Lawsuit on Behalf of Gay Couples in Mississippi Seeks to Establish Adoption Rights
A federal lawsuit was filed today challenging the constitutionality of Mississippi’s law banning adoption by same-sex couples. Mississippi is the only state left in the nation that bans gay couples from adopting without regard for their qualifications as parents or the best interests of the child.
The case, Campaign for Southern Equality v. Mississippi Department of Human Services, was filed today in the U.S. District Court for the Southern District of Mississippi on behalf of four same-sex couples: Kari Lunsford and Tinora Sweeten-Lunsford, who are seeking to adopt a child; Brittany Rowell and Jessica Harbuck, also seeking to adopt; Donna Phillips and Janet Smith, parents to a young daughter; and Kathryn Garner and Susan Hrostowski, who have a 15-year-old son. Two organizations — the Campaign for Southern Equality and Family Equality Council — join the case as plaintiffs representing the LGBT families across Mississippi.
The full complaint can be read here.
Lead counsel for the plaintiffs is Roberta Kaplan of Paul, Weiss, Rifkind, Wharton & Garrison LLP. Plaintiffs are also represented by Mississippi attorney Robert McDuff of McDuff & Byrd, based in Jackson, Mississippi.
“Mississippi’s ban on adoption by gay and lesbian couples blatantly discriminates against loving families, unfairly harms innocent children, and plainly cannot be reconciled with the constitutional guarantees of due process and equal protection as recently interpreted by the Supreme Court,” says lead counsel Roberta Kaplan.
According to data from the 2010 Census, 29 percent of the 3,484 same-sex couples currently living in Mississippi are raising children under the age of 18 in their homes. As of 2014, 996 same-sex couple households in Mississippi were raising 1,401 children, according to the Williams Institute at the U.C.L.A. School of Law.
There are currently approximately 100 children in Mississippi who are in foster care and legally available for adoption, but who have not been matched with parents who can adopt them.
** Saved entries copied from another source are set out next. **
use chrono::NaiveDate;
use serde_json::{json, Value};
use std::sync::Arc;
use std::time::Duration;
use url::Url;
use wiremock::matchers::{method, path, path_regex};
use wiremock::{Mock, MockServer, ResponseTemplate};

use stockbot_dashboard::backend::RunRequest;
use stockbot_dashboard::config::Config;
use stockbot_dashboard::dashboard::{DashboardController, ViewState};
use stockbot_dashboard::error::{DashboardError, AUTH_REQUIRED_MESSAGE};
use stockbot_dashboard::jobs::{JobId, PollerState};

const SETTLE_TIMEOUT: Duration = Duration::from_secs(5);

fn config_for(server: &MockServer) -> Arc<Config> {
    let config = Config::new(Url::parse(&server.uri()).unwrap())
        .with_poll_interval(Duration::from_millis(10))
        .with_read_retries(0)
        .with_detached_refresh_delay(Duration::from_millis(20));
    Arc::new(config)
}

fn swing_request(config: &Config) -> RunRequest {
    RunRequest::new(
        "swing",
        NaiveDate::from_ymd_opt(2024, 1, 1).unwrap(),
        NaiveDate::from_ymd_opt(2024, 6, 30).unwrap(),
        config,
    )
}

fn stored_run(timestamp: &str, final_equity: f64) -> Value {
    json!({
        "timestamp": timestamp,
        "strategy": "swing",
        "equity_curve": [
            {"date": "2024-01-01", "portfolio_equity": 100000},
            {"date": "2024-01-02", "portfolio_equity": final_equity},
        ],
        "trades": [{"PnL": 50}, {"PnL": -20}, {"PnL": 0}],
    })
}

async fn mount_health(server: &MockServer, token_valid: bool) {
    Mock::given(method("GET"))
        .and(path("/health"))
        .respond_with(ResponseTemplate::new(200).set_body_json(json!({"status": "ok", "token_valid": token_valid})))
        .mount(server)
        .await;
}

async fn mount_history(server: &MockServer, runs: Value) {
    Mock::given(method("GET"))
        .and(path("/backtests"))
        .respond_with(ResponseTemplate::new(200).set_body_json(json!({"status": "ok", "data": runs})))
        .mount(server)
        .await;
}

async fn authed_controller(server: &MockServer) -> DashboardController {
    mount_health(server, true).await;
    let mut controller = DashboardController::new(config_for(server)).unwrap();
    assert!(controller.check_auth().await.unwrap());
    controller
}

async fn settle(controller: &mut DashboardController) {
    tokio::time::timeout(SETTLE_TIMEOUT, controller.wait_for_job())
        .await
        .expect("job should settle")
        .unwrap();
}

async fn wait_for_no_live_loops(controller: &DashboardController) {
    for _ in 0..200 {
        if controller.live_poll_loops() == 0 {
            return;
        }
        tokio::time::sleep(Duration::from_millis(5)).await;
    }
    panic!("poll loop still alive");
}

#[tokio::test]
async fn async_job_runs_to_completion_then_loads_history() {
    let server = MockServer::start().await;
    let mut controller = authed_controller(&server).await;

    Mock::given(method("POST"))
        .and(path("/run_strategy"))
        .respond_with(ResponseTemplate::new(200).set_body_json(json!({"job_id": "J1", "status": "submitted"})))
        .expect(1)
        .mount(&server)
        .await;
    Mock::given(method("GET"))
        .and(path("/job_status/J1"))
        .respond_with(ResponseTemplate::new(200).set_body_json(json!({"status": "running"})))
        .up_to_n_times(2)
        .with_priority(1)
        .mount(&server)
        .await;
    Mock::given(method("GET"))
        .and(path("/job_status/J1"))
        .respond_with(ResponseTemplate::new(200).set_body_json(json!({"status": "completed"})))
        .mount(&server)
        .await;
    Mock::given(method("GET"))
        .and(path("/backtests"))
        .respond_with(ResponseTemplate::new(200).set_body_json(json!({
            "status": "ok",
            "data": [stored_run("2024-07-01T09:30:00", 100500.0)],
        })))
        .expect(1)
        .mount(&server)
        .await;

    let request = swing_request(&config_for(&server));
    controller.submit(request).await.unwrap();
    assert_eq!(controller.view(), &ViewState::Polling(JobId::new("J1")));

    settle(&mut controller).await;

    assert_eq!(controller.view(), &ViewState::Ready);
    assert_eq!(controller.poller_state(), &PollerState::Completed(JobId::new("J1")));
    let chart = controller.chart().unwrap();
    assert_eq!(chart.equity_points.len(), 2);
    assert_eq!(chart.final_equity(), Some(100500.0));
    assert_eq!((chart.win_count, chart.loss_count), (1, 2));
    assert_eq!(controller.runs().len(), 1);
    wait_for_no_live_loops(&controller).await;
}

#[tokio::test]
async fn rejected_submission_surfaces_backend_detail() {
    let server = MockServer::start().await;
    let mut controller = authed_controller(&server).await;

    Mock::given(method("POST"))
        .and(path("/run_strategy"))
        .respond_with(ResponseTemplate::new(200).set_body_json(json!({"detail": "invalid date range"})))
        .expect(1)
        .mount(&server)
        .await;
    Mock::given(method("GET"))
        .and(path_regex(r"^/job_status/.*"))
        .respond_with(ResponseTemplate::new(200))
        .expect(0)
        .mount(&server)
        .await;

    let request = swing_request(&config_for(&server));
    controller.submit(request).await.unwrap();

    match controller.view() {
        ViewState::Error(message) => assert!(message.contains("invalid date range")),
        other => panic!("expected error view, got {:?}", other),
    }
    assert_eq!(controller.poller_state(), &PollerState::Idle);
}

#[tokio::test]
async fn missing_token_blocks_submission_before_any_request() {
    let server = MockServer::start().await;
    mount_health(&server, false).await;
    Mock::given(method("POST"))
        .and(path("/run_strategy"))
        .respond_with(ResponseTemplate::new(200))
        .expect(0)
        .mount(&server)
        .await;

    let mut controller = DashboardController::new(config_for(&server)).unwrap();
    assert!(!controller.check_auth().await.unwrap());

    let request = swing_request(&config_for(&server));
    let result = controller.submit(request).await;

    assert!(matches!(result, Err(DashboardError::AuthPrecondition)));
    assert_eq!(controller.status_message(), Some(AUTH_REQUIRED_MESSAGE));
    assert_eq!(controller.view(), &ViewState::Idle);
}

#[tokio::test]
async fn health_falls_back_to_config_endpoint() {
    let server = MockServer::start().await;
    Mock::given(method("GET"))
        .and(path("/config"))
        .respond_with(ResponseTemplate::new(200).set_body_json(json!({"kite_token_valid": true})))
        .expect(1)
        .mount(&server)
        .await;

    let mut controller = DashboardController::new(config_for(&server)).unwrap();
    assert!(controller.check_auth().await.unwrap());
    assert!(controller.token_valid());
}

#[tokio::test]
async fn synchronous_result_is_shown_without_polling() {
    let server = MockServer::start().await;
    let mut controller = authed_controller(&server).await;

    Mock::given(method("POST"))
        .and(path("/run_strategy"))
        .respond_with(ResponseTemplate::new(200).set_body_json(json!({
            "status": "ok",
            "result": stored_run("2024-07-01T09:30:00", 99000.0),
        })))
        .mount(&server)
        .await;

    let request = swing_request(&config_for(&server));
    controller.submit(request).await.unwrap();

    assert_eq!(controller.view(), &ViewState::Ready);
    assert_eq!(controller.poller_state(), &PollerState::Idle);
    assert_eq!(controller.chart().unwrap().final_equity(), Some(99000.0));
    assert_eq!(controller.live_poll_loops(), 0);
}

#[tokio::test]
async fn second_submission_is_refused_while_polling() {
    let server = MockServer::start().await;
    let mut controller = authed_controller(&server).await;

    Mock::given(method("POST"))
        .and(path("/run_strategy"))
        .respond_with(ResponseTemplate::new(200).set_body_json(json!({"job_id": "J1"})))
        .expect(1)
        .mount(&server)
        .await;
    Mock::given(method("GET"))
        .and(path("/job_status/J1"))
        .respond_with(ResponseTemplate::new(200).set_body_json(json!({"status": "running"})))
        .mount(&server)
        .await;

    let config = config_for(&server);
    controller.submit(swing_request(&config)).await.unwrap();
    let second = controller.submit(swing_request(&config)).await;

    assert!(matches!(second, Err(DashboardError::RunInProgress)));
    assert_eq!(controller.view(), &ViewState::Polling(JobId::new("J1")));
    assert_eq!(controller.live_poll_loops(), 1);
    controller.teardown();
}

#[tokio::test]
async fn supersede_replaces_the_active_job() {
    let server = MockServer::start().await;
    let mut controller = authed_controller(&server).await;

    Mock::given(method("POST"))
        .and(path("/run_strategy"))
        .respond_with(ResponseTemplate::new(200).set_body_json(json!({"job_id": "J1"})))
        .up_to_n_times(1)
        .with_priority(1)
        .mount(&server)
        .await;
    Mock::given(method("POST"))
        .and(path("/run_strategy"))
        .respond_with(ResponseTemplate::new(200).set_body_json(json!({"job_id": "J2"})))
        .mount(&server)
        .await;
    Mock::given(method("GET"))
        .and(path("/job_status/J1"))
        .respond_with(ResponseTemplate::new(200).set_body_json(json!({
            "status": "completed",
            "result": stored_run("2024-07-01T09:30:00", 1.0),
        })))
        .mount(&server)
        .await;
    Mock::given(method("GET"))
        .and(path("/job_status/J2"))
        .respond_with(ResponseTemplate::new(200).set_body_json(json!({
            "status": "completed",
            "result": stored_run("2024-07-02T09:30:00", 2.0),
        })))
        .mount(&server)
        .await;

    let config = config_for(&server);
    controller.submit(swing_request(&config)).await.unwrap();
    assert_eq!(controller.view(), &ViewState::Polling(JobId::new("J1")));

    // Let J1's loop report completion into the channel before it is superseded
    tokio::time::sleep(Duration::from_millis(50)).await;
    controller.supersede(swing_request(&config)).await.unwrap();

    assert_eq!(controller.view(), &ViewState::Polling(JobId::new("J2")));
    assert_eq!(controller.live_poll_loops(), 1);

    settle(&mut controller).await;

    assert_eq!(controller.poller_state(), &PollerState::Completed(JobId::new("J2")));
    assert_eq!(controller.chart().unwrap().final_equity(), Some(2.0));
}

#[tokio::test]
async fn cancelled_job_produces_no_further_updates() {
    let server = MockServer::start().await;
    let mut controller = authed_controller(&server).await;

    Mock::given(method("POST"))
        .and(path("/run_strategy"))
        .respond_with(ResponseTemplate::new(200).set_body_json(json!({"job_id": "J1"})))
        .mount(&server)
        .await;
    Mock::given(method("GET"))
        .and(path("/job_status/J1"))
        .respond_with(
            ResponseTemplate::new(200)
                .set_body_json(json!({"status": "completed", "result": stored_run("2024-07-01T09:30:00", 1.0)}))
                .set_delay(Duration::from_millis(200)),
        )
        .mount(&server)
        .await;
    Mock::given(method("GET"))
        .and(path("/backtests"))
        .respond_with(ResponseTemplate::new(200))
        .expect(0)
        .mount(&server)
        .await;

    let config = config_for(&server);
    controller.submit(swing_request(&config)).await.unwrap();

    // First tick fires after 10ms and its reply is held for 200ms
    tokio::time::sleep(Duration::from_millis(60)).await;
    controller.teardown();

    assert_eq!(controller.poller_state(), &PollerState::Cancelled(JobId::new("J1")));
    assert_eq!(controller.view(), &ViewState::Idle);
    wait_for_no_live_loops(&controller).await;

    // Past the point where the in-flight reply would have arrived
    tokio::time::sleep(Duration::from_millis(300)).await;
    settle(&mut controller).await;
    assert_eq!(controller.poller_state(), &PollerState::Cancelled(JobId::new("J1")));
    assert_eq!(controller.view(), &ViewState::Idle);
    assert!(controller.chart().is_none());
}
Plaintiffs Brittany Rowell and Jessica Harbuck, who live in Jackson and are engaged to marry in January of 2016, add, “Like many other couples, we are looking into the future and how we want to start expanding our family. We feel compelled to adopt because the staggering statistics for children in foster care are daunting. We want to open our home to a child and make them feel safe, wanted, and loved. Every child deserves that. And we would be honored to be able to change the life of a child.”
“Across Mississippi, there are same-sex couples like Brittany and Jessica who are ready and able to provide a loving, stable home to children and there are waiting children in Mississippi’s foster care system who desperately need a home. What stands between them is a discriminatory law that must be struck down. It’s time for Mississippi to treat LGBT families as equal in every area of the law — including the right to adopt,” says Rev. Jasmine Beach-Ferrara, Executive Director of the Campaign for Southern Equality, which has been advocating for LGBT equality across Mississippi since 2012 through public actions, public education campaigns and lawsuits.
Gabriel Blau, Executive Director of Family Equality Council, says: “The best interest of children must always be at the heart of family law. Mississippi’s statute disregards what is best for children, families, and America. This blatant discrimination hurts our families and treats them like second-class citizens. Mississippi has the highest rate of same-sex couples raising children in the country. All families — no matter in which state they make their home — deserve to be treated equally, and all children deserve to be protected by legal relationships with their parents.”
The newly filed adoption lawsuit argues that:
“The Mississippi Adoption Ban writes inequality into Mississippi law by requiring that married gay and lesbian couples be treated differently than all other married couples in Mississippi, unequivocally barring them from adoption without regard to their circumstances or qualifications as parents. As a consequence, the equal dignity of hundreds of families and thousands of children in Mississippi is disrespected and the significant and concrete rights, benefits, and duties that come with legal parentage are denied. The Mississippi Adoption Ban means that “thousands of . . . children [are] actually being raised in homes . . . [with] only one legal parent, not the two who want them.” Matter of Jacob, 660 N.E.2d 397, 398 (N.Y. 1995). The Mississippi Adoption Ban is an outdated relic of a time when the courts and legislatures believed that it was okay to discriminate against gay people simply because they are gay. But under the Supreme Court’s decisions in Obergefell and Windsor, such discrimination against children because their parents happen to be gay is clearly unconstitutional.”